*** Entries provided

impl ConfidenceBand {
    /// Map a 0–1 confidence score to a band.
    pub fn from_score(score: f64) -> Self {
        if score >= 0.7 {
            ConfidenceBand::High
        } else if score >= 0.4 {
            ConfidenceBand::Medium
        } else {
            ConfidenceBand::Low
        }
    }

    pub fn label(&self) -> &'static str {
        match self {
            ConfidenceBand::High => "high",
            ConfidenceBand::Medium => "medium",
            ConfidenceBand::Low => "low",
        }
    }
}

/// Structured evidence attached to every node output. Never mutated after
/// creation.
#[derive(Debug, Clone, Serialize, Deserialize)]
pub struct EvidenceEnvelope {
    pub node_id: String,
    pub role_label: String,
    pub provider: String,
    pub verification_status: VerificationStatus,
    pub confidence: f64,
    pub confidence_band: ConfidenceBand,
    pub citations: Vec<String>,
    pub claims: Vec<String>,
    pub data_issues: Vec<String>,
    /// Scalar metrics extracted from structured output, keyed by metric name.
    pub metrics: BTreeMap<String, String>,
    pub captured_at: chrono::DateTime<chrono::Utc>,
}

/// Per-node decision summary accumulated over a run.
#[derive(Debug, Clone, Serialize, Deserialize)]
pub struct NodeResponsibilityMemory {
    pub node_id: String,
    pub role_label: String,
    pub decision_summary: String,
    pub updated_at: chrono::DateTime<chrono::Utc>,
}

/// One value a node reported for a contested metric key.
#[derive(Debug, Clone, PartialEq, Eq, Serialize, Deserialize)]
pub struct MetricObservation {
    pub node_id: String,
    pub value: String,
}

/// A metric key reported with divergent values by different nodes.
#[derive(Debug, Clone, Serialize, Deserialize)]
pub struct MetricConflict {
    pub metric_key: String,
    pub values: Vec<MetricObservation>,
}

// ---------------------------------------------------------------------------
// Quality gate
// ---------------------------------------------------------------------------

#[derive(Debug, Clone, Copy, PartialEq, Eq, Serialize, Deserialize)]
#[serde(rename_all = "snake_case")]
pub enum QualityProfile {
    General,
    ResearchEvidence,
    DesignPlanning,
    CodeImplementation,
    SynthesisFinal,
}

impl Default for QualityProfile {
    fn default() -> Self {
        QualityProfile::General
    }
}

#[derive(Debug, Clone, Copy, PartialEq, Eq, Serialize, Deserialize)]
#[serde(rename_all = "UPPERCASE")]
pub enum QualityDecision {
    Pass,
    Reject,
}

/// One check contributing to a quality score.
#[derive(Debug, Clone, Serialize, Deserialize)]
pub struct QualityCheck {
    pub id: String,
    pub label: String,
    pub kind: String,
    pub required: bool,
    pub passed: bool,
    pub score_delta: i32,
    #[serde(skip_serializing_if = "Option::is_none")]
    pub detail: Option<String>,
}

/// Result of grading a final turn node's output. Produced only for a turn
/// node with zero outgoing edges.
#[derive(Debug, Clone, Serialize, Deserialize)]
pub struct QualityReport {
    pub profile: QualityProfile,
    pub threshold: u32,
    pub score: u32,
    pub decision: QualityDecision,
    pub checks: Vec<QualityCheck>,
    pub failures: Vec<String>,
    pub warnings: Vec<String>,
}

/// Per-node quality metric stored on the run record.
#[derive(Debug, Clone, Serialize, Deserialize)]
pub struct NodeMetric {
    pub node_id: String,
    pub profile: QualityProfile,
    pub score: u32,
    pub decision: QualityDecision,
    pub threshold: u32,
    pub failed_checks: usize,
    pub warning_count: usize,
}

/// Aggregate quality metrics over all graded nodes of a run.
#[derive(Debug, Clone, Default, Serialize, Deserialize)]
pub struct QualitySummary {
    pub avg_score: f64,
    pub pass_rate: f64,
    pub total_nodes: usize,
    pub pass_nodes: usize,
}

impl QualitySummary {
    pub fn from_metrics(metrics: &BTreeMap<String, NodeMetric>) -> Self {
        if metrics.is_empty() {
            return QualitySummary::default();
        }
        let total = metrics.len();
        let pass = metrics
            .values()
            .filter(|m| m.decision == QualityDecision::Pass)
            .count();
        let avg = metrics.values().map(|m| m.score as f64).sum::<f64>() / total as f64;
        QualitySummary {
            avg_score: (avg * 100.0).round() / 100.0,
            pass_rate: ((pass as f64 / total as f64) * 10_000.0).round() / 100.0,
            total_nodes: total,
            pass_nodes: pass,
        }
    }
}

// ---------------------------------------------------------------------------
// Provider / knowledge traces
// ---------------------------------------------------------------------------

#[derive(Debug, Clone, Copy, PartialEq, Eq, Serialize, Deserialize)]
#[serde(rename_all = "snake_case")]
pub enum ProviderCallStatus {
    Done,
    Failed,
    Cancelled,
}

/// One entry in the provider trace: a single executor call and how it ended.
#[derive(Debug, Clone, Serialize, Deserialize)]
pub struct ProviderTraceEntry {
    pub node_id: String,
    pub executor: String,
    pub provider: String,
    pub status: ProviderCallStatus,
    pub started_at: chrono::DateTime<chrono::Utc>,
    pub finished_at: chrono::DateTime<chrono::Utc>,
    #[serde(skip_serializing_if = "Option::is_none")]
    pub summary: Option<String>,
}

/// Which thread/turn a node's executor call ran under.
#[derive(Debug, Clone, Default, Serialize, Deserialize)]
pub struct ThreadTurnRef {
    #[serde(skip_serializing_if = "Option::is_none")]
    pub thread_id: Option<String>,
    #[serde(skip_serializing_if = "Option::is_none")]
    pub turn_id: Option<String>,
}

/// One retrieval hit surfaced into a turn call.
#[derive(Debug, Clone, Serialize, Deserialize)]
pub struct KnowledgeTraceEntry {
    pub node_id: String,
    pub file_id: String,
    pub file_name: String,
    pub chunk_index: usize,
    pub score: f64,
}

/// One internal-memory injection surfaced into a turn call.
#[derive(Debug, Clone, Serialize, Deserialize)]
pub struct MemoryTraceEntry {
    pub node_id: String,
    pub note: String,
}

// ---------------------------------------------------------------------------
// Feed
// ---------------------------------------------------------------------------

#[derive(Debug, Clone, Copy, PartialEq, Eq, Serialize, Deserialize)]
#[serde(rename_all = "snake_case")]
pub enum FeedPostStatus {
    Done,
    LowQuality,
    Failed,
    Cancelled,
}

#[derive(Debug, Clone, Copy, PartialEq, Eq, Serialize, Deserialize)]
#[serde(rename_all = "snake_case")]
pub enum FeedInputKind {
    Question,
    Node,
}

/// Provenance of one input that fed a node.
#[derive(Debug, Clone, Serialize, Deserialize)]
pub struct FeedInputSource {
    pub kind: FeedInputKind,
    #[serde(skip_serializing_if = "Option::is_none")]
    pub node_id: Option<String>,
    pub agent_name: String,
    #[serde(skip_serializing_if = "Option::is_none")]
    pub role_label: Option<String>,
    #[serde(skip_serializing_if = "Option::is_none")]
    pub summary: Option<String>,
}

#[derive(Debug, Clone, Copy, PartialEq, Eq, Serialize, Deserialize)]
#[serde(rename_all = "snake_case")]
pub enum FeedAttachmentKind {
    Markdown,
    Json,
}

#[derive(Debug, Clone, Serialize, Deserialize)]
pub struct FeedAttachment {
    pub kind: FeedAttachmentKind,
    pub title: String,
    pub content: String,
    pub truncated: bool,
    pub char_count: usize,
}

******

Considering the entries above, how many lines contain "into"? Give that number with nothing else.

● **Response to the exercise**
2